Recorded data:
※

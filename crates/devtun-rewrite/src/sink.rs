//! Response sink capability

use bytes::Bytes;
use futures::channel::mpsc;
use futures::StreamExt;
use http_body::Frame;
use http_body_util::combinators::UnsyncBoxBody;
use http_body_util::{BodyExt, StreamBody};
use std::convert::Infallible;

/// The write/end surface of an outgoing response body
///
/// Implementors must tolerate `write` returning after `end` by ignoring the
/// chunk; callers in this crate never do that.
pub trait ResponseSink: Send {
    /// Write a chunk; returns `false` when the receiving side is gone
    fn write(&mut self, chunk: Bytes) -> bool;

    /// Finish the response, optionally with a final chunk
    fn end(&mut self, chunk: Option<Bytes>);
}

impl<S: ResponseSink + ?Sized> ResponseSink for Box<S> {
    fn write(&mut self, chunk: Bytes) -> bool {
        (**self).write(chunk)
    }

    fn end(&mut self, chunk: Option<Bytes>) {
        (**self).end(chunk)
    }
}

/// Body fed by a [`ChannelSink`]
pub type SinkBody = UnsyncBoxBody<Bytes, Infallible>;

/// Sink that streams every written chunk into an HTTP body
#[derive(Debug)]
pub struct ChannelSink {
    tx: Option<mpsc::UnboundedSender<Bytes>>,
}

/// Create a connected sink/body pair
///
/// The body yields each chunk written to the sink and completes once the
/// sink is ended or dropped.
pub fn channel() -> (ChannelSink, SinkBody) {
    let (tx, rx) = mpsc::unbounded::<Bytes>();
    let stream = rx.map(|chunk| Ok::<_, Infallible>(Frame::data(chunk)));
    (ChannelSink { tx: Some(tx) }, StreamBody::new(stream).boxed_unsync())
}

impl ResponseSink for ChannelSink {
    fn write(&mut self, chunk: Bytes) -> bool {
        match &self.tx {
            Some(tx) => tx.unbounded_send(chunk).is_ok(),
            None => {
                tracing::trace!("write after end ignored");
                false
            }
        }
    }

    fn end(&mut self, chunk: Option<Bytes>) {
        if let Some(tx) = self.tx.take() {
            if let Some(chunk) = chunk {
                let _ = tx.unbounded_send(chunk);
            }
            tx.close_channel();
        }
    }
}
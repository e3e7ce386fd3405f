//! Local HTTP server fronting the reverse proxy

use crate::handler::RequestHandler;
use crate::shutdown::ShutdownSignal;
use devtun_core::{Error, Result};
use hyper::server::conn::http1;
use hyper_util::rt::TokioIo;
use std::net::{IpAddr, SocketAddr};
use tokio::net::{TcpListener, TcpStream};
use tokio::task::JoinHandle;
use tracing::{debug, info, trace, warn};

/// A running local server
#[derive(Debug)]
pub struct LocalServer {
    local_addr: SocketAddr,
    shutdown: ShutdownSignal,
    task: Option<JoinHandle<()>>,
}

impl LocalServer {
    /// Bind and start serving
    ///
    /// `preferred_port` is only a preference: when it is taken, any free
    /// port is used instead.
    pub async fn start(
        bind: IpAddr,
        preferred_port: Option<u16>,
        handler: RequestHandler,
    ) -> Result<Self> {
        let listener = bind_listener(bind, preferred_port).await?;
        let local_addr = listener
            .local_addr()
            .map_err(|e| Error::ServerStart(format!("Failed to read bound address: {e}")))?;

        let shutdown = ShutdownSignal::new();
        let task = tokio::spawn(accept_loop(listener, handler, shutdown.clone()));

        info!(addr = %local_addr, "Local server listening");
        Ok(Self {
            local_addr,
            shutdown,
            task: Some(task),
        })
    }

    /// Address actually bound
    pub fn local_addr(&self) -> SocketAddr {
        self.local_addr
    }

    /// Whether [`LocalServer::close`] has run
    pub fn is_closed(&self) -> bool {
        self.task.is_none()
    }

    /// Stop accepting, finish in-flight requests and release the port
    ///
    /// Subsequent calls do nothing.
    pub async fn close(&mut self) {
        let Some(task) = self.task.take() else {
            return;
        };

        self.shutdown.trigger();
        if let Err(e) = task.await {
            warn!(error = %e, "Local server task panicked");
        }
        info!(addr = %self.local_addr, "Local server closed");
    }
}

impl Drop for LocalServer {
    fn drop(&mut self) {
        self.shutdown.trigger();
    }
}

async fn bind_listener(bind: IpAddr, preferred_port: Option<u16>) -> Result<TcpListener> {
    if let Some(port) = preferred_port.filter(|port| *port != 0) {
        match TcpListener::bind(SocketAddr::new(bind, port)).await {
            Ok(listener) => return Ok(listener),
            Err(e) => {
                warn!(port, error = %e, "Preferred port unavailable, using any free port");
            }
        }
    }

    TcpListener::bind(SocketAddr::new(bind, 0))
        .await
        .map_err(|e| Error::PortAllocation(format!("Failed to bind {bind}: {e}")))
}

async fn accept_loop(listener: TcpListener, handler: RequestHandler, shutdown: ShutdownSignal) {
    let mut shutdown_rx = shutdown.subscribe();

    loop {
        tokio::select! {
            result = listener.accept() => {
                match result {
                    Ok((stream, addr)) => {
                        trace!("Accepted connection from {}", addr);
                        tokio::spawn(serve_connection(stream, handler.clone(), shutdown.clone()));
                    }
                    Err(e) => {
                        warn!("Failed to accept connection: {}", e);
                    }
                }
            }
            _ = shutdown_rx.recv() => {
                debug!("Shutdown signal received");
                break;
            }
        }
    }
}

async fn serve_connection(stream: TcpStream, handler: RequestHandler, shutdown: ShutdownSignal) {
    let mut shutdown_rx = shutdown.subscribe();
    if shutdown.is_triggered() {
        return;
    }

    let service = hyper::service::service_fn(move |req| {
        let handler = handler.clone();
        async move { handler.serve(req).await }
    });

    let conn = http1::Builder::new()
        .serve_connection(TokioIo::new(stream), service)
        .with_upgrades();
    tokio::pin!(conn);

    let result = tokio::select! {
        result = conn.as_mut() => result,
        _ = shutdown_rx.recv() => {
            conn.as_mut().graceful_shutdown();
            conn.as_mut().await
        }
    };

    if let Err(e) = result {
        debug!("HTTP connection error: {}", e);
    }
}
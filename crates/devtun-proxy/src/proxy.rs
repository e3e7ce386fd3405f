//! Reverse proxy implementation

use crate::client::{Body, HttpClient};
use crate::rules::RuleSet;
use bytes::Bytes;
use devtun_core::{Error, Result};
use devtun_rewrite::{ResponseRewriter, ResponseSink};
use http::{header, HeaderValue, Request, Response, Uri};
use http_body_util::combinators::UnsyncBoxBody;
use http_body_util::BodyExt;
use hyper::body::Incoming;
use std::sync::Arc;
use tracing::{debug, trace, warn};

/// Body of responses produced by the proxy
pub type ProxyBody = UnsyncBoxBody<Bytes, hyper::Error>;

/// Proxy configuration
#[derive(Debug, Clone)]
pub struct ProxyConfig {
    /// Host header sent to the target regardless of the incoming one
    pub host_header: String,
}

impl Default for ProxyConfig {
    fn default() -> Self {
        Self {
            host_header: "localhost".to_string(),
        }
    }
}

/// Reverse proxy pointed at one debug target
#[derive(Debug, Clone)]
pub struct ReverseProxy {
    target_host: String,
    target_port: u16,
    client: HttpClient,
    config: ProxyConfig,
    rules: Arc<RuleSet>,
}

impl ReverseProxy {
    /// Create a new reverse proxy
    pub fn new(
        target_host: impl Into<String>,
        target_port: u16,
        client: HttpClient,
        config: ProxyConfig,
    ) -> Self {
        Self {
            target_host: target_host.into(),
            target_port,
            client,
            config,
            rules: Arc::new(RuleSet::new()),
        }
    }

    /// Install the response rewrite rules
    pub fn with_rules(mut self, rules: RuleSet) -> Self {
        self.rules = Arc::new(rules);
        self
    }

    /// `host:port` of the target
    pub fn target(&self) -> String {
        format!("{}:{}", self.target_host, self.target_port)
    }

    /// Installed rules
    pub fn rules(&self) -> &RuleSet {
        &self.rules
    }

    pub(crate) fn client(&self) -> &HttpClient {
        &self.client
    }

    /// Forward a request and return the (possibly rewritten) response
    pub async fn forward(&self, mut req: Request<Body>) -> Result<Response<ProxyBody>> {
        let path_and_query = path_and_query(req.uri()).to_string();
        debug!(method = %req.method(), path = %path_and_query, "Proxying request");

        self.prepare_request(&mut req)?;
        let response = self.client.send(req).await?;
        trace!(
            path = %path_and_query,
            status = response.status().as_u16(),
            "Upstream responded"
        );

        Ok(self.apply_rules(&path_and_query, response))
    }

    /// Point the request at the target and force the Host header
    pub(crate) fn prepare_request(&self, req: &mut Request<Body>) -> Result<()> {
        *req.uri_mut() = self.build_upstream_uri(req.uri())?;

        let host = HeaderValue::from_str(&self.config.host_header)
            .map_err(|e| Error::InvalidRequest(format!("Invalid host: {e}")))?;
        req.headers_mut().insert(header::HOST, host);

        Ok(())
    }

    /// Build the upstream URI
    fn build_upstream_uri(&self, uri: &Uri) -> Result<Uri> {
        let upstream_uri = format!(
            "http://{}:{}{}",
            self.target_host,
            self.target_port,
            path_and_query(uri)
        );

        upstream_uri
            .parse()
            .map_err(|e| Error::UpstreamConnection(format!("Invalid upstream URI: {e}")))
    }

    fn apply_rules(&self, path_and_query: &str, response: Response<Incoming>) -> Response<ProxyBody> {
        let Some(rule) = self.rules.find(path_and_query) else {
            return response.map(BodyExt::boxed_unsync);
        };

        let (mut parts, body) = response.into_parts();
        // The rewritten body has a different length.
        parts.headers.remove(header::CONTENT_LENGTH);

        let encoding = parts
            .headers
            .get(header::CONTENT_ENCODING)
            .map(|v| String::from_utf8_lossy(v.as_bytes()).into_owned());

        let (sink, sink_body) = devtun_rewrite::channel();
        match ResponseRewriter::intercept(sink, encoding.as_deref(), rule.callback()) {
            Ok(rewriter) => {
                debug!(
                    path = %path_and_query,
                    codec = ?rewriter.codec(),
                    "Rewriting response"
                );
                tokio::spawn(pump(body, rewriter));
                let body = sink_body
                    .map_err(|never| -> hyper::Error { match never {} })
                    .boxed_unsync();
                Response::from_parts(parts, body)
            }
            Err(rejected) => {
                warn!(
                    path = %path_and_query,
                    error = %rejected.error,
                    "Skipping response rewrite"
                );
                Response::from_parts(parts, body.boxed_unsync())
            }
        }
    }
}

/// Drive an upstream body through a sink, then end it
pub(crate) async fn pump<B, S>(mut body: B, mut sink: S)
where
    B: http_body::Body<Data = Bytes> + Unpin,
    B::Error: std::fmt::Display,
    S: ResponseSink,
{
    while let Some(frame) = body.frame().await {
        match frame {
            Ok(frame) => {
                if let Ok(data) = frame.into_data() {
                    sink.write(data);
                }
            }
            Err(e) => {
                warn!(error = %e, "Upstream body failed, ending response early");
                break;
            }
        }
    }
    sink.end(None);
}

fn path_and_query(uri: &Uri) -> &str {
    uri.path_and_query().map(|pq| pq.as_str()).unwrap_or("/")
}
//! devtun CLI

use anyhow::{Context, Result};
use clap::{Args, Parser, Subcommand};
use devtun_config::{load_config, validate_config, Config, LogFormat};
use devtun_core::DevToolsLocal;
use devtun_runtime::{DevToolsTunnel, DevToolsTunnelOptions, ShutdownSignal, SignalHandler};
use std::path::PathBuf;
use tracing_subscriber::{layer::SubscriberExt, util::SubscriberInitExt};

#[derive(Parser)]
#[command(name = "devtun")]
#[command(about = "Expose a browser's remote-debugging endpoint through a public tunnel", long_about = None)]
#[command(version)]
struct Cli {
    #[command(subcommand)]
    command: Commands,
}

#[derive(Subcommand)]
enum Commands {
    /// Open a public tunnel to the debug endpoint
    Tunnel(TunnelArgs),

    /// Print local inspector URLs for every page
    Local {
        /// WebSocket debugger URL, e.g. ws://127.0.0.1:9222/devtools/browser/<id>
        #[arg(long, env = "DEVTUN_WS_URL")]
        ws_url: String,
    },

    /// Validate configuration file
    Validate {
        /// Path to configuration file
        #[arg(short, long, default_value = "devtun.yaml")]
        config: PathBuf,
    },

    /// Show version information
    Version,
}

#[derive(Args, Debug, Default)]
struct TunnelArgs {
    /// WebSocket debugger URL, e.g. ws://127.0.0.1:9222/devtools/browser/<id>
    #[arg(long, env = "DEVTUN_WS_URL")]
    ws_url: Option<String>,

    /// Path to configuration file
    #[arg(short, long)]
    config: Option<PathBuf>,

    /// Fixed subdomain
    #[arg(long)]
    subdomain: Option<String>,

    /// Prefix of the generated subdomain
    #[arg(long)]
    prefix: Option<String>,

    /// Basic-auth user
    #[arg(long, env = "DEVTUN_USER", requires = "pass")]
    user: Option<String>,

    /// Basic-auth password
    #[arg(long, env = "DEVTUN_PASS", requires = "user")]
    pass: Option<String>,

    /// Preferred local port
    #[arg(long)]
    port: Option<u16>,

    /// Log level (trace, debug, info, warn, error)
    #[arg(short, long)]
    log_level: Option<String>,
}

impl TunnelArgs {
    /// Configuration file (or defaults) with the flags applied on top
    fn resolve_config(&self) -> Result<Config> {
        let mut config = match self.config {
            Some(ref path) => load_config(path)
                .with_context(|| format!("Failed to load {}", path.display()))?,
            None => Config::default(),
        };

        if let Some(ref ws_url) = self.ws_url {
            config.endpoint.ws_url = Some(ws_url.clone());
        }
        if let Some(ref subdomain) = self.subdomain {
            config.tunnel.subdomain = Some(subdomain.clone());
        }
        if let Some(ref prefix) = self.prefix {
            config.tunnel.prefix = prefix.clone();
        }
        if let (Some(user), Some(pass)) = (&self.user, &self.pass) {
            config.tunnel.user = Some(user.clone());
            config.tunnel.pass = Some(pass.clone());
        }
        if self.port.is_some() {
            config.server.port = self.port;
        }
        if let Some(ref level) = self.log_level {
            config.logging.level = level.to_lowercase();
        }

        validate_config(&config)?;
        Ok(config)
    }
}

#[tokio::main]
async fn main() -> Result<()> {
    let cli = Cli::parse();

    match cli.command {
        Commands::Tunnel(args) => {
            let config = args.resolve_config()?;
            init_tracing(&config.logging.level, config.logging.format)?;
            run_tunnel(config).await
        }

        Commands::Local { ws_url } => {
            init_tracing("warn", LogFormat::Text)?;

            let local = DevToolsLocal::new(ws_url)?;
            println!("DevTools: {}", local.url());
            for page in local.fetch_list().await? {
                println!(
                    "  {} {}",
                    page.title.as_deref().unwrap_or("(untitled)"),
                    local.url_for_page_id(&page.id)
                );
            }
            Ok(())
        }

        Commands::Validate { config } => {
            tracing_subscriber::fmt().with_target(false).init();

            tracing::info!("Validating configuration: {}", config.display());

            match load_config(&config) {
                Ok(cfg) => {
                    tracing::info!("✓ Configuration is valid");
                    tracing::info!(
                        "  Endpoint: {}",
                        cfg.endpoint.ws_url.as_deref().unwrap_or("(from --ws-url)")
                    );
                    tracing::info!("  Provider: {}", cfg.tunnel.provider);
                    tracing::info!(
                        "  Auth: {}",
                        if cfg.tunnel.credentials().is_some() { "basic" } else { "none" }
                    );
                    Ok(())
                }
                Err(e) => {
                    tracing::error!("✗ Configuration validation failed: {}", e);
                    std::process::exit(1);
                }
            }
        }

        Commands::Version => {
            println!("devtun");
            println!("Version: {}", env!("CARGO_PKG_VERSION"));
            println!("Rust version: {}", env!("CARGO_PKG_RUST_VERSION"));
            Ok(())
        }
    }
}

async fn run_tunnel(config: Config) -> Result<()> {
    let ws_url = config
        .endpoint
        .ws_url
        .clone()
        .context("A debugger URL is required (--ws-url or endpoint.ws_url)")?;

    let mut tunnel = DevToolsTunnel::new(ws_url, DevToolsTunnelOptions::from(&config))?;
    tunnel.create().await?;

    println!("Tunnel: {}", tunnel.url().unwrap_or_default());
    match tunnel.fetch_list().await {
        Ok(pages) => {
            for page in pages {
                if let Some(url) = tunnel.url_for_page_id(&page.id) {
                    println!(
                        "  {} {}",
                        page.title.as_deref().unwrap_or("(untitled)"),
                        url
                    );
                }
            }
        }
        Err(e) => tracing::warn!("Could not list pages: {}", e),
    }

    let shutdown_signal = ShutdownSignal::new();
    tokio::spawn(SignalHandler::new(shutdown_signal.clone()).run());
    shutdown_signal.wait().await;

    tunnel.close().await;
    Ok(())
}

fn init_tracing(level: &str, format: LogFormat) -> Result<()> {
    let filter = match level.to_lowercase().as_str() {
        "trace" => tracing::Level::TRACE,
        "debug" => tracing::Level::DEBUG,
        "info" => tracing::Level::INFO,
        "warn" => tracing::Level::WARN,
        "error" => tracing::Level::ERROR,
        _ => tracing::Level::INFO,
    };

    let registry = tracing_subscriber::registry().with(
        tracing_subscriber::EnvFilter::from_default_env()
            .add_directive(filter.into())
            .add_directive("hyper=warn".parse()?)
            .add_directive("reqwest=warn".parse()?),
    );

    match format {
        LogFormat::Text => registry
            .with(
                tracing_subscriber::fmt::layer()
                    .with_target(false)
                    .with_level(true),
            )
            .try_init()?,
        LogFormat::Json => registry
            .with(tracing_subscriber::fmt::layer().json().with_target(false))
            .try_init()?,
    }

    Ok(())
}
//! # devtun Tunnel
//!
//! Exposes a local TCP port under a public hostname through a
//! localtunnel-compatible server:
//! - Registration of a (possibly requested) subdomain
//! - A pool of connections pumping bytes between the server and the local port
//! - Close/error notifications over a broadcast channel

#![forbid(unsafe_code)]
#![warn(
    missing_docs,
    missing_debug_implementations,
    rust_2018_idioms,
    unreachable_pub
)]

pub mod registration;
pub mod tunnel;

pub use registration::{Registration, TunnelInfo};
pub use tunnel::{Tunnel, TunnelEvent, TunnelOptions, DEFAULT_PROVIDER};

※

Find the string "every" in the entries above. Copy each line where it occurs.

/// Sink that streams every written chunk into an HTTP body
    /// Print local inspector URLs for every page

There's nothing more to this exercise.